# Trad in a certain way -



## Flanderian (Apr 30, 2008)

Ain't seen nuttin' like this! The anit-trad? Hipster trad? But many individual items are, in fact, traditional.

https://www.gentlemansgazette.com/greenwich-vintage-minneapolis-americana-at-its-best/


----------



## Oldsarge (Feb 20, 2011)

I vote for Hipster Trad. It's definitely . . . _ different._


----------



## Trip English (Dec 22, 2008)

Tradster?


----------



## Flanderian (Apr 30, 2008)

Could be . . . .

Anyone for the long wings that have been rubbed down with motor oil?


----------



## hookem12387 (Dec 29, 2009)

Trip English said:


> Tradster?


 If prep + hipster became prepster, then this seems proper.


----------



## WouldaShoulda (Aug 5, 2009)

Precious?? 

Time for us to pay them a visit! When I arrived at the location, I could not see anything that indicated Greenwich Vintage, so I gave Zen – one of the 3 Greenwich Vintage members – a call. A minute later, he came up the elevator and guided me down to the basement where they have their little, unpretentious showroom. No one would ever find this place without knowing it there, and even then, you need a key to get downstairs. While this would be a nightmare for many shop owners, Zen and Mustache Mike (the second owner) love it – “it’s only for people in the know, and we want to keep it that way” they tell me. Consequently, there are no store hours, and Greenwich Vintage is by appointment only.

Oh, BROTHER!!


----------



## Oldsarge (Feb 20, 2011)

Only 'precious'? Downright twee!


----------



## Flanderian (Apr 30, 2008)

WouldaShoulda said:


> Precious??
> 
> Time for us to pay them a visit! When I arrived at the location, I could not see anything that indicated Greenwich Vintage, so I gave Zen - one of the 3 Greenwich Vintage members - a call. A minute later, he came up the elevator and guided me down to the basement where they have their little, unpretentious showroom. No one would ever find this place without knowing it there, and even then, you need a key to get downstairs. While this would be a nightmare for many shop owners, Zen and Mustache Mike (the second owner) love it - "it's only for people in the know, and we want to keep it that way" they tell me. Consequently, there are no store hours, and Greenwich Vintage is by appointment only.
> 
> Oh, BROTHER!!


What is it, a problem with Mustache Mike?

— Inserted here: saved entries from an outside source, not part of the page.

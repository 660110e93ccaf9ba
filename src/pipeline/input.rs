//! Input resolution: normalise a user-supplied path or URL to a local file.
//!
//! pdfium and the image decoders want a file-system path, so URL inputs are
//! downloaded into a `TempDir` whose lifetime is tied to the returned
//! [`ResolvedInput`] — cleanup happens on drop even if the conversion
//! panics. Content is checked against the known magic bytes before the
//! pipeline ever runs, so callers get a format error rather than a decoder
//! crash on garbage input.

use crate::error::ConvertError;
use crate::format;
use std::path::{Path, PathBuf};
use tempfile::TempDir;
use tracing::{debug, info};

/// The resolved input — a local path, possibly backed by a temp download.
#[derive(Debug)]
pub(crate) enum ResolvedInput {
    /// Input was already a local file.
    Local(PathBuf),
    /// Input was a URL; payload downloaded to a temp directory kept alive
    /// until processing completes.
    Downloaded { path: PathBuf, _temp_dir: TempDir },
}

impl ResolvedInput {
    pub(crate) fn path(&self) -> &Path {
        match self {
            ResolvedInput::Local(p) => p,
            ResolvedInput::Downloaded { path, .. } => path,
        }
    }
}

pub(crate) fn is_url(input: &str) -> bool {
    input.starts_with("http://") || input.starts_with("https://")
}

/// Resolve the input string to a local file.
pub(crate) async fn resolve_input(
    input: &str,
    timeout_secs: u64,
) -> Result<ResolvedInput, ConvertError> {
    if input.trim().is_empty() {
        return Err(ConvertError::InvalidInput {
            input: input.to_string(),
        });
    }
    if is_url(input) {
        download_url(input, timeout_secs).await
    } else {
        resolve_local(input)
    }
}

fn resolve_local(path_str: &str) -> Result<ResolvedInput, ConvertError> {
    let path = PathBuf::from(path_str);

    if !path.exists() {
        return Err(ConvertError::FileNotFound { path });
    }
    match std::fs::File::open(&path) {
        Ok(_) => {}
        Err(e) if e.kind() == std::io::ErrorKind::PermissionDenied => {
            return Err(ConvertError::PermissionDenied { path });
        }
        Err(_) => {
            return Err(ConvertError::FileNotFound { path });
        }
    }

    debug!("resolved local input: {}", path.display());
    Ok(ResolvedInput::Local(path))
}

async fn download_url(url: &str, timeout_secs: u64) -> Result<ResolvedInput, ConvertError> {
    info!("downloading input from: {}", url);

    let client = reqwest::Client::builder()
        .timeout(std::time::Duration::from_secs(timeout_secs))
        .build()
        .map_err(|e| ConvertError::DownloadFailed {
            url: url.to_string(),
            reason: e.to_string(),
        })?;

    let response = client.get(url).send().await.map_err(|e| {
        if e.is_timeout() {
            ConvertError::DownloadTimeout {
                url: url.to_string(),
                secs: timeout_secs,
            }
        } else {
            ConvertError::DownloadFailed {
                url: url.to_string(),
                reason: e.to_string(),
            }
        }
    })?;

    if !response.status().is_success() {
        return Err(ConvertError::DownloadFailed {
            url: url.to_string(),
            reason: format!("HTTP {}", response.status()),
        });
    }

    let filename = extract_filename(url);
    let temp_dir = TempDir::new().map_err(|e| ConvertError::Internal(e.to_string()))?;
    let file_path = temp_dir.path().join(&filename);

    let bytes = response
        .bytes()
        .await
        .map_err(|e| ConvertError::DownloadFailed {
            url: url.to_string(),
            reason: e.to_string(),
        })?;

    // Reject payloads no pipeline could handle before touching the disk copy.
    if format::detect_from_bytes(&bytes).is_none() {
        return Err(ConvertError::UnsupportedFormat {
            detail: format!("'{url}' did not return a recognised document payload"),
        });
    }

    tokio::fs::write(&file_path, &bytes)
        .await
        .map_err(|e| ConvertError::Internal(format!("failed to write temp file: {e}")))?;

    info!("downloaded to: {}", file_path.display());
    Ok(ResolvedInput::Downloaded {
        path: file_path,
        _temp_dir: temp_dir,
    })
}

/// A filename for the temp copy, from the last URL path segment when it has
/// an extension (the extension matters as a detection fallback).
fn extract_filename(url: &str) -> String {
    if let Ok(parsed) = reqwest::Url::parse(url) {
        if let Some(mut segments) = parsed.path_segments() {
            if let Some(last) = segments.next_back() {
                if !last.is_empty() && last.contains('.') {
                    return last.to_string();
                }
            }
        }
    }
    "downloaded.bin".to_string()
}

Come on, ya know ya want it! :icon_saint7kg:









Say hi to the guys!

https://greenwichvintage.us/


----------



## jwooten (Dec 19, 2010)

It looks as though some hipster purged a lunch of tweed and americana in order to fit into their skinny jeans.


----------



## Flanderian (Apr 30, 2008)

*Bespoke shoes!

*2nd-hand tradster (Thanks, Trip!) style!


----------



## C. Sharp (Dec 18, 2008)

Those prices are painful.

A few random thoughts, In an unconventional world the conventional becomes unconventional. The much clichéd hip to be square thing. I think thats just were we are as a society. As an aside I do not think I have meet a vintage clothing peddler, Antiquarian book seller or Antiques dealer that was not a character of some sort or another.


----------



## M Go Crimson (Aug 20, 2011)

I like how Zen seems to have purposely tucked one side of his shirt in


----------



## Flanderian (Apr 30, 2008)

C. Sharp said:


> Those prices are painful.


A mere $700 gets you a Filson Double Mackinaw Cruiser!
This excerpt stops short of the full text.